To beznadziejny ?i żałosny protekcjonalizm, z jakim odnosi się do Ukrainy i Ukraińców część polskich elit, rzekomo sympatyzujących z nowymi władzami, ale w gruncie rzeczy pełnych poczucia wyższości i uprzedzeń.
Kapitalnym przykładem takich postaw był zeszłotygodniowy program „Goście Daniela Passenta" w TOK FM (25 marca), w którym z dzióbków pili sobie w tym właśnie tonie sam prowadzący i zaproszona przez niego prof. Agnieszka Rothert z Uniwersytetu Warszawskiego. Trudno mi się wypowiadać o dorobku i klasie naukowej pani Rothert, ale jej słowami, o Ukrainie jako o „czarnej dziurze" za polską granicą, w której „nie wiadomo kto rządzi", a „WSZYSCY (!) politycy są skorumpowani", poczułem się zwyczajnie obrażony. Chciałoby się zapytać panią Rothert, kiedy ostatnio była w Kijowie, kogo z aktualnie rządzących zna osobiście i jakim prawem (jakieś badania?) twierdzi, że wszyscy w kręgu władzy są tam skorumpowani.
Można by te słowa potraktować jako pomówienie, ale przecież prof. Rothert z pewnością nie miała takich intencji. Ona rzeczywiście – podobnie jak wielu Polaków, a jeszcze więcej Rosjan – uważa, że ukraińska państwowość jest nic niewarta, lokalna klasa polityczna to złodzieje, a państwo nie ma żadnych perspektyw.

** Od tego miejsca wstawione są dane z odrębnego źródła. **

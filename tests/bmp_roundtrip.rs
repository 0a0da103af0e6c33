use bitmap_filters::*;

fn pattern(depth: BitDepth, width: usize, height: usize) -> PixelBuffer {
    let mut img = PixelBuffer::new(depth, width, height).unwrap();
    for y in 0..height {
        for x in 0..width {
            let px = if depth == BitDepth::Indexed8 {
                // Keep well under 256 distinct colors
                Rgb::new((x * 40) as u8, (y * 50) as u8, ((x + y) % 2 * 255) as u8)
            } else {
                Rgb::new((x * 37 + y) as u8, (y * 91) as u8, (x * y * 13) as u8)
            };
            img.set(x, y, px);
        }
    }
    img
}

/// Hand-built 24-bit file with a 2x2 image, rows in the given order.
fn two_by_two(height_field: i32, rows: [[Rgb; 2]; 2]) -> Vec<u8> {
    let stride = 8; // 6 bytes of pixels + 2 padding
    let mut out = Vec::new();
    out.extend_from_slice(b"BM");
    out.extend_from_slice(&(54u32 + 2 * stride).to_le_bytes());
    out.extend_from_slice(&[0; 4]);
    out.extend_from_slice(&54u32.to_le_bytes());
    out.extend_from_slice(&40u32.to_le_bytes());
    out.extend_from_slice(&2i32.to_le_bytes());
    out.extend_from_slice(&height_field.to_le_bytes());
    out.extend_from_slice(&1u16.to_le_bytes());
    out.extend_from_slice(&24u16.to_le_bytes());
    out.extend_from_slice(&0u32.to_le_bytes());
    out.extend_from_slice(&(2 * stride).to_le_bytes());
    out.extend_from_slice(&3780i32.to_le_bytes());
    out.extend_from_slice(&3780i32.to_le_bytes());
    out.extend_from_slice(&[0; 8]);
    for row in rows {
        for px in row {
            out.extend_from_slice(&[px.b, px.g, px.r]);
        }
        out.extend_from_slice(&[0, 0]);
    }
    out
}

const MARKER: Rgb = Rgb::new(255, 0, 0);
const FILL: Rgb = Rgb::new(0, 0, 255);

#[test]
fn bmp_roundtrip_24bit_padded_rows() {
    let img = pattern(BitDepth::Rgb24, 5, 3);
    let encoded = bmp::encode(&img).unwrap();
    // 5 * 3 = 15 bytes per row, padded to 16
    assert_eq!(encoded.len(), 54 + 16 * 3);
    let decoded = bmp::decode(&encoded).unwrap();
    assert_eq!(decoded, img);
}

#[test]
fn bmp_roundtrip_32bit() {
    let img = pattern(BitDepth::Rgb32, 7, 4);
    let encoded = bmp::encode(&img).unwrap();
    assert_eq!(encoded.len(), 54 + 28 * 4);
    let decoded = bmp::decode(&encoded).unwrap();
    assert_eq!(decoded, img);
}

#[test]
fn bmp_roundtrip_8bit_palette() {
    let img = pattern(BitDepth::Indexed8, 6, 5);
    let encoded = bmp::encode(&img).unwrap();
    // 256-entry palette, 6 index bytes per row padded to 8
    assert_eq!(encoded.len(), 54 + 1024 + 8 * 5);
    assert_eq!(u32::from_le_bytes([encoded[10], encoded[11], encoded[12], encoded[13]]), 1078);
    let decoded = bmp::decode(&encoded).unwrap();
    assert_eq!(decoded, img);
}

#[test]
fn bmp_roundtrip_through_file() {
    let img = pattern(BitDepth::Rgb24, 9, 2);
    let path = std::env::temp_dir()
        .join(format!("bitmap_filters_roundtrip_{}.bmp", std::process::id()));
    img.save(&path).unwrap();
    let loaded = PixelBuffer::load(&path).unwrap();
    std::fs::remove_file(&path).ok();
    assert_eq!(loaded, img);
}

#[test]
fn bmp_negative_height_is_top_down() {
    let data = two_by_two(-2, [[MARKER, FILL], [FILL, FILL]]);
    let img = bmp::decode(&data).unwrap();
    assert_eq!((img.width(), img.height()), (2, 2));
    assert_eq!(img.get(0, 0), MARKER);
    assert_eq!(img.get(0, 1), FILL);
}

#[test]
fn bmp_positive_height_is_bottom_up() {
    // The first row on disk is the bottom row of the image
    let data = two_by_two(2, [[FILL, FILL], [MARKER, FILL]]);
    let img = bmp::decode(&data).unwrap();
    assert_eq!(img.get(0, 0), MARKER);
    assert_eq!(img.get(0, 1), FILL);
}

#[test]
fn bmp_writer_emits_bottom_up_rows() {
    let mut img = PixelBuffer::filled(BitDepth::Rgb24, 2, 2, FILL).unwrap();
    img.set(0, 0, MARKER);
    let encoded = bmp::encode(&img).unwrap();
    assert_eq!(encoded, two_by_two(2, [[FILL, FILL], [MARKER, FILL]]));
}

Czy takie myślenie nie ma podstaw? Ależ ma. Dokładnie takie same jak częste w końcu lat 80. na Zachodzie poglądy (lewicowych zwykle) elit o polskiej szansie po upadku komunizmu. Pamiętam owe ociekające fałszywą troską pytania: a jakże wy sobie – Polacy – z tym Wałęsą i Mazowieckim poradzicie? Przecież nie macie pojęcia ani o demokracji, ani o technologii władzy! A ludzie? Cóż to za ludzie. To nic innego jak nieprzewidywalna horda „homo sovieticus", którą tak pięknie opisał Zinowiew. Jeszcze zatęsknicie za komuną...

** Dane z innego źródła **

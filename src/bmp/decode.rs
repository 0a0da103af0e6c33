//! Bitmap reader: 8-bit palettized, 24-bit and 32-bit uncompressed images.

use std::fs::File;
use std::io::{BufReader, Read};
use std::path::Path;

use super::header::{
    row_stride, skip, FileHeader, InfoHeader, FILE_HEADER_SIZE, PALETTE_ENTRY_SIZE, SIGNATURE,
};
use super::limits::Limits;
use crate::error::{Error, FormatError, Result};
use crate::image::{BitDepth, PixelBuffer, Rgb};

const MAX_PALETTE_ENTRIES: u32 = 256;

/// Read a bitmap file from disk.
pub fn read<P: AsRef<Path>>(path: P) -> Result<PixelBuffer> {
    let path = path.as_ref();
    let file = File::open(path)?;
    let image = read_from(BufReader::new(file))?;
    log::debug!(
        "read {}: {}x{} {}-bit",
        path.display(),
        image.width(),
        image.height(),
        image.bit_depth().bits()
    );
    Ok(image)
}

/// Decode a bitmap held in memory.
pub fn decode(data: &[u8]) -> Result<PixelBuffer> {
    read_from(data)
}

/// Decode a bitmap held in memory, rejecting images larger than `limits`.
pub fn decode_with_limits(data: &[u8], limits: &Limits) -> Result<PixelBuffer> {
    read_from_with_limits(data, limits)
}

/// Decode a bitmap from any byte stream.
///
/// The returned buffer is always top-to-bottom, whatever the row order on disk.
/// Header dimensions alone never size an allocation: a stream that ends
/// before the pixel data its header promises fails with
/// [`FormatError::Truncated`].
pub fn read_from<R: Read>(reader: R) -> Result<PixelBuffer> {
    read_from_with_limits(reader, &Limits::default())
}

/// [`read_from`] with caps on the decoded size, checked before any pixel
/// data is read.
pub fn read_from_with_limits<R: Read>(mut reader: R, limits: &Limits) -> Result<PixelBuffer> {
    let file_header = FileHeader::read(&mut reader)?;
    if file_header.signature != SIGNATURE {
        return Err(FormatError::NotBitmap(file_header.signature).into());
    }

    let info = InfoHeader::read(&mut reader)?;
    let extension = info.extension_len()?;
    skip(&mut reader, u64::from(extension))?;

    let depth = BitDepth::from_bits(info.bit_count)
        .ok_or(FormatError::UnsupportedBitDepth(info.bit_count))?;
    if info.compression != 0 {
        return Err(FormatError::UnsupportedCompression(info.compression).into());
    }
    if info.width <= 0 || info.height == 0 || info.height == i32::MIN {
        return Err(FormatError::InvalidDimensions {
            width: info.width,
            height: info.height,
        }
        .into());
    }

    let entries = palette_entries(&info, depth);
    let palette = read_palette(&mut reader, entries)?;

    let consumed = u64::from(FILE_HEADER_SIZE)
        + u64::from(info.size)
        + u64::from(entries) * u64::from(PALETTE_ENTRY_SIZE);
    let offset = u64::from(file_header.pixel_offset);
    if offset > consumed {
        skip(&mut reader, offset - consumed)?;
    }

    let width = info.width.unsigned_abs();
    let height = info.height.unsigned_abs();
    limits.check(u64::from(width), u64::from(height))?;

    let bpp = depth.bytes_per_pixel();
    let row_bytes = u64::from(width) * bpp as u64;
    let needed = ((row_bytes + 3) / 4 * 4)
        .checked_mul(u64::from(height))
        .ok_or_else(|| FormatError::LimitExceeded(format!("{width}x{height} pixel data")))?;

    let bottom_up = info.is_bottom_up();
    log::debug!(
        "decoding {width}x{height} {}-bit bitmap, {} rows, {} palette entries",
        depth.bits(),
        if bottom_up { "bottom-up" } else { "top-down" },
        palette.len()
    );

    // Grows with the bytes actually read, never with the header's claim.
    let mut raw = Vec::new();
    reader
        .by_ref()
        .take(needed)
        .read_to_end(&mut raw)
        .map_err(Error::from_read)?;
    if (raw.len() as u64) < needed {
        return Err(FormatError::Truncated.into());
    }

    let (width, height) = (width as usize, height as usize);
    let mut image = PixelBuffer::new(depth, width, height)?;
    let stride = row_stride(width, bpp);

    for (disk_row, row) in raw.chunks_exact(stride).enumerate() {
        let y = if bottom_up { height - 1 - disk_row } else { disk_row };
        let start = image.index(0, y);
        let dest = &mut image.pixels_mut()[start..start + width];

        match depth {
            BitDepth::Indexed8 => {
                for (px, &idx) in dest.iter_mut().zip(&row[..width]) {
                    *px = *palette
                        .get(idx as usize)
                        .ok_or(FormatError::PaletteIndexOutOfRange(idx))?;
                }
            }
            BitDepth::Rgb24 | BitDepth::Rgb32 => {
                for (px, bgr) in dest.iter_mut().zip(row.chunks_exact(bpp)) {
                    *px = Rgb::new(bgr[2], bgr[1], bgr[0]);
                }
            }
        }
    }

    Ok(image)
}

/// Palette entries present on disk. 8-bit images with `colors_used == 0`
/// carry a full 256-entry table.
fn palette_entries(info: &InfoHeader, depth: BitDepth) -> u32 {
    match depth {
        BitDepth::Indexed8 if info.colors_used == 0 => MAX_PALETTE_ENTRIES,
        _ => info.colors_used,
    }
}

fn read_palette<R: Read>(reader: &mut R, entries: u32) -> Result<Vec<Rgb>> {
    let kept = entries.min(MAX_PALETTE_ENTRIES);
    let mut palette = Vec::with_capacity(kept as usize);
    let mut quad = [0u8; PALETTE_ENTRY_SIZE as usize];
    for _ in 0..kept {
        reader.read_exact(&mut quad).map_err(Error::from_read)?;
        palette.push(Rgb::new(quad[2], quad[1], quad[0]));
    }
    skip(reader, u64::from(entries - kept) * u64::from(PALETTE_ENTRY_SIZE))?;
    Ok(palette)
}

Poradziliśmy sobie jakoś. I Ukraina też może sobie poradzić, bo – paradoksalnie – dopiero dziś ma szansę na otrząśnięcie się z mroków sowietyzmu, beznadziei, korupcji ?i bezprawia. Na czele jej rządu stoją wreszcie ludzie, którzy mają szczerą intencję forsowania europejskich standardów, także w dziedzinie praworządności, czemu dali dowód, podpisując traktat stowarzyszeniowy z Unią. Wypada im wierzyć, bo to ich i nasza szansa.